Von US-Präsident Joe Biden war nichts zu hören am Tag danach. In Beirut war gerade die Nummer zwei der Schiiten-Miliz Hisbollah und in Teheran der Chef der Hamas getötet worden. Doch Bidens Pressesprecherin Karine Jean-Pierre begann die tägliche Pressekonferenz im Weissen Haus mit den Themen Studentenschulden und Drogenkrise. Dann stellte sie den ersten von zwei Gästen der Pressekonferenz vor: den Landwirtschaftsminister.

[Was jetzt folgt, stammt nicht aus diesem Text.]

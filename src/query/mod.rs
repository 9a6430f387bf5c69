//! Query orchestration
//!
//! Runs ad-hoc SQL against the session and keeps the history of statements
//! that were executed successfully.

pub mod history;

use crate::database::result::QueryResult;
use crate::database::session::Session;
use crate::error::{BrowserError, Result};
use chrono::Utc;
use tracing::debug;

pub use history::{QueryHistory, QueryHistoryEntry, DEFAULT_HISTORY_LIMIT};

/// Runs user SQL and records it
#[derive(Debug, Default)]
pub struct QueryOrchestrator {
    history: QueryHistory,
}

impl QueryOrchestrator {
    /// Create an orchestrator keeping at most `history_limit` entries
    pub fn new(history_limit: usize) -> Self {
        Self {
            history: QueryHistory::new(history_limit),
        }
    }

    /// Execute `sql` on the session.
    ///
    /// Blank input fails with `EmptyQuery` before the session is consulted.
    /// Only successful executions are added to the history.
    pub async fn run(&mut self, session: &mut Session, sql: &str) -> Result<QueryResult> {
        if sql.trim().is_empty() {
            return Err(BrowserError::EmptyQuery);
        }
        if !session.is_connected() {
            return Err(BrowserError::NotConnected);
        }

        let result = session.execute_query(sql).await?;
        self.history.record(sql, Utc::now());
        debug!(command = %result.command, rows = result.row_count, "Query recorded");

        Ok(result)
    }

    pub fn history(&self) -> &QueryHistory {
        &self.history
    }
}

#[cfg(test)]
mod tests {
    use super::*;
    use crate::database::driver::DriverError;
    use crate::database::memory::MemoryDriver;
    use crate::database::profile::ConnectionProfile;
    use crate::database::value::Value;
    use std::sync::Arc;

    async fn connected(driver: &MemoryDriver) -> Session {
        let mut session = Session::new(Arc::new(driver.clone()));
        let profile = ConnectionProfile::new("local", "localhost", 5432, "app", "app", "x");
        assert!(session.connect(profile).await.success);
        session
    }

    #[tokio::test]
    async fn test_empty_query_rejected() {
        let driver = MemoryDriver::new();
        let mut session = connected(&driver).await;
        let mut orchestrator = QueryOrchestrator::default();

        for sql in ["", "   ", "\n\t"] {
            assert!(matches!(
                orchestrator.run(&mut session, sql).await,
                Err(BrowserError::EmptyQuery)
            ));
        }
        assert!(driver.stats().queries().is_empty());
        assert!(orchestrator.history().is_empty());
    }

    #[tokio::test]
    async fn test_disconnected_session() {
        let driver = MemoryDriver::new();
        let mut session = Session::new(Arc::new(driver.clone()));
        let mut orchestrator = QueryOrchestrator::default();

        assert!(matches!(
            orchestrator.run(&mut session, "SELECT 1").await,
            Err(BrowserError::NotConnected)
        ));
        assert!(orchestrator.history().is_empty());
    }

    #[tokio::test]
    async fn test_select_one() {
        let driver = MemoryDriver::new();
        let mut session = connected(&driver).await;
        let mut orchestrator = QueryOrchestrator::default();

        let result = tokio_test::assert_ok!(orchestrator.run(&mut session, "SELECT 1").await);
        assert_eq!(result.command, "SELECT");
        assert_eq!(result.row_count, 1);
        assert_eq!(result.fields[0].name, "?column?");
        assert_eq!(result.fields[0].data_type, "integer");
        assert_eq!(result.rows[0].get("?column?"), Some(&Value::Integer(1)));
        assert_eq!(
            orchestrator.history().latest().map(|e| e.query.as_str()),
            Some("SELECT 1")
        );
    }

    #[tokio::test]
    async fn test_failed_query_not_recorded() {
        let driver = MemoryDriver::new();
        driver.respond_error("missing_table", DriverError::query("relation \"missing_table\" does not exist"));
        let mut session = connected(&driver).await;
        let mut orchestrator = QueryOrchestrator::default();

        let result = orchestrator.run(&mut session, "SELECT * FROM missing_table").await;
        assert!(matches!(result, Err(BrowserError::QueryFailed(_))));
        assert!(orchestrator.history().is_empty());
    }

    #[tokio::test]
    async fn test_history_bounded() {
        let driver = MemoryDriver::new();
        let mut session = connected(&driver).await;
        let mut orchestrator = QueryOrchestrator::default();

        for i in 0..51 {
            orchestrator
                .run(&mut session, &format!("SELECT {}", i))
                .await
                .unwrap();
        }

        let history = orchestrator.history();
        assert_eq!(history.len(), DEFAULT_HISTORY_LIMIT);
        assert_eq!(history.latest().map(|e| e.query.as_str()), Some("SELECT 50"));
        assert_eq!(
            history.entries().last().map(|e| e.query.as_str()),
            Some("SELECT 1")
        );
    }
}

Die Krise im Nahen Osten hatte für den Präsidenten der USA an diesem Tag keine Priorität.
USA scheinen hilflos
Es war Bidens Aussenminister Antony Blinken überlassen, dürre Meldungen über seine Telefonanrufe beim Premier und Aussenminister Katars sowie beim Premierminister Jordaniens zu verschicken.
In einem Interview mit dem in Singapur beheimateten TV-Sender «Channel News Asia» betonte der sich gerade auf Asienreise befindliche Blinken zudem, die beiden Tötungen seien «etwas, von dem wir weder Kenntnis hatten, noch beteiligt waren». Was für einen Einfluss die Geschehnisse auf den weiteren Verlauf der Verhandlungen, ja des Konflikts hätten, könne er nicht sagen. Hilfloser konnten Blinkens Worte kaum tönen.

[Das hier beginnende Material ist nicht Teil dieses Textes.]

//! Database module
//!
//! This module provides the session core: the connection lifecycle, the
//! metadata cache layered over it, result normalization and the drivers the
//! session talks through.

pub mod cache;
pub mod driver;
pub mod memory;
pub mod postgres;
pub mod profile;
pub mod result;
pub mod schema;
pub mod session;
pub mod types;
pub mod value;

// Re-exports
pub use cache::MetadataCache;
pub use driver::{DatabaseDriver, DriverConnection, DriverError, DriverErrorKind, DriverField, DriverResponse};
pub use postgres::PostgresDriver;
pub use profile::ConnectionProfile;
pub use result::{FieldDescriptor, QueryResult, ResultPage, Row};
pub use schema::{ColumnDescriptor, LoadState, RelationKind, RelationNode, SchemaName, SchemaNode};
pub use session::{ConnectOutcome, Connectivity, Session};
pub use types::TypeCatalog;
pub use value::Value;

Netanjahus Eskalationslogik
Dabei ist es keine Woche her, dass Israels Premierminister Benjamin Netanjahu bei Biden zu Gast gewesen und von diesem erneut die Erinnerung mit auf den Heimweg gegeben erhalten hatte, «dass ein Deal über die noch in Gaza befindlichen Geiseln so schnell wie möglich geschlossen und ein dauerhaftes Ende des Krieges gefunden» werden müsse.
Doch es war mit diesen Worten offensichtlich so, wie mit allen Worten, die Biden seit dem barbarischen Terrorangriff der Hamas auf Israel am 7. Oktober 2023 an Netanjahu gerichtet hatte: Sie konnten Netanjahus Eskalationslogik nicht durchbrechen.
Diese Logik ist tief in der militärischen Doktrin beider Seiten in diesem Konflikt verwurzelt: Jeder Angriff muss vergolten werden. Auch wenn dies wiederum zu Vergeltung führt, und die Vergeltung der Vergeltung zu erneuter Vergeltung.
Bidens gescheiterte Strategie
US-Präsident Joe Biden wollte diese Logik durchbrechen. Zumindest teilweise. Er setzte auf eine doppelseitige Strategie, um Israels Premier Netanjahu in die von den USA gewünschte Richtung zu lenken. Gegen aussen verteidigte Biden Netanjahu durch alle Böden. Er reiste schon kurz nach dem Terrorangriff nach Tel Aviv, um seinen «Freund Bibi» zu umarmen.
Hinter den Kulissen jedoch versuchte Biden, anders zu Netanjahu zu sprechen. Er mahnte und warnte. Forderte ernsthafte Bemühungen für die Wiederbelebung einer Zweistaatenlösung. Und stiess damit auf taube Ohren. Das zeigte nicht zuletzt auch Netanjahus uneinsichtige Rede vor dem US-Kongress vor einer Woche.
Das Weisse Haus hat keine Antworten
Nach dem Landwirtschaftsminister sprach an der Pressekonferenz im Weissen Haus dann übrigens doch noch jemand zu den Ereignissen im Nahen Osten. John Kirby, der sicherheitspolitische Sprecher des Präsidenten.
Kirby begann seine Ausführungen mit einem Versprechen, das er im Folgenden vollkommen einlöste: Zu den Details könne er kaum etwas sagen. Washington scheint im Nahostkonflikt keine wirklichen Antworten mehr zu finden.